• [Available data]:

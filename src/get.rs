//! Asset retrieval commands.
//!
//! `assetctl get` prints one stored asset, `assetctl list` prints a page
//! of assets of one type. Both only see non-expired records and print JSON
//! so the output can be piped into other tools.

use anyhow::{bail, Context, Result};
use serde::Serialize;

use asset_catalog_core::models::Document;
use asset_catalog_core::query::{Filter, Projection};

use crate::asset::{sqlite_asset_client, AssetClient};
use crate::config::Settings;

/// One page of `list` output.
#[derive(Debug, Clone, Serialize)]
pub struct AssetPage {
    pub asset_type: String,
    pub page: u64,
    pub page_size: u64,
    pub total: u64,
    pub items: Vec<Document>,
}

fn projection_for(fields: &[String]) -> Projection {
    if fields.is_empty() {
        Projection::all()
    } else {
        Projection::fields(fields.iter().cloned())
    }
}

/// Fetch a single asset, failing when it does not exist.
pub async fn get_asset(
    client: &AssetClient,
    asset_type: &str,
    asset_id: &str,
    cloud_account_id: &str,
    fields: &[String],
) -> Result<Document> {
    let found = client
        .get_asset(asset_type, asset_id, cloud_account_id, &projection_for(fields))
        .await
        .with_context(|| format!("failed to read asset '{}'", asset_id))?;
    match found {
        Some(doc) => Ok(doc),
        None => bail!("asset not found: {} {}", asset_type, asset_id),
    }
}

pub async fn list_assets(
    client: &AssetClient,
    asset_type: &str,
    page: u64,
    page_size: u64,
    fields: &[String],
) -> Result<AssetPage> {
    let items = client
        .list_assets(
            asset_type,
            Filter::new(),
            &projection_for(fields),
            page,
            page_size,
        )
        .await
        .with_context(|| format!("failed to list '{}'", asset_type))?;
    let total = client
        .count_assets(asset_type, Filter::new())
        .await
        .with_context(|| format!("failed to count '{}'", asset_type))?;
    Ok(AssetPage {
        asset_type: asset_type.to_string(),
        page,
        page_size,
        total,
        items,
    })
}

pub async fn run_get(
    settings: &Settings,
    asset_type: &str,
    asset_id: &str,
    cloud_account_id: &str,
    fields: &[String],
) -> Result<()> {
    let (connections, client) = sqlite_asset_client(settings);
    let result = get_asset(&client, asset_type, asset_id, cloud_account_id, fields).await;
    connections.close().await;

    let doc = result?;
    println!("{}", serde_json::to_string_pretty(&doc)?);
    Ok(())
}

pub async fn run_list(
    settings: &Settings,
    asset_type: &str,
    page: u64,
    page_size: u64,
    fields: &[String],
) -> Result<()> {
    let (connections, client) = sqlite_asset_client(settings);
    let result = list_assets(&client, asset_type, page, page_size, fields).await;
    connections.close().await;

    let page = result?;
    println!("{}", serde_json::to_string_pretty(&page)?);
    Ok(())
}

• [Task goal]: Nothing but a number should be given: the count of lines in the material where the string "output" occurs.

• [Solution for this task]: 2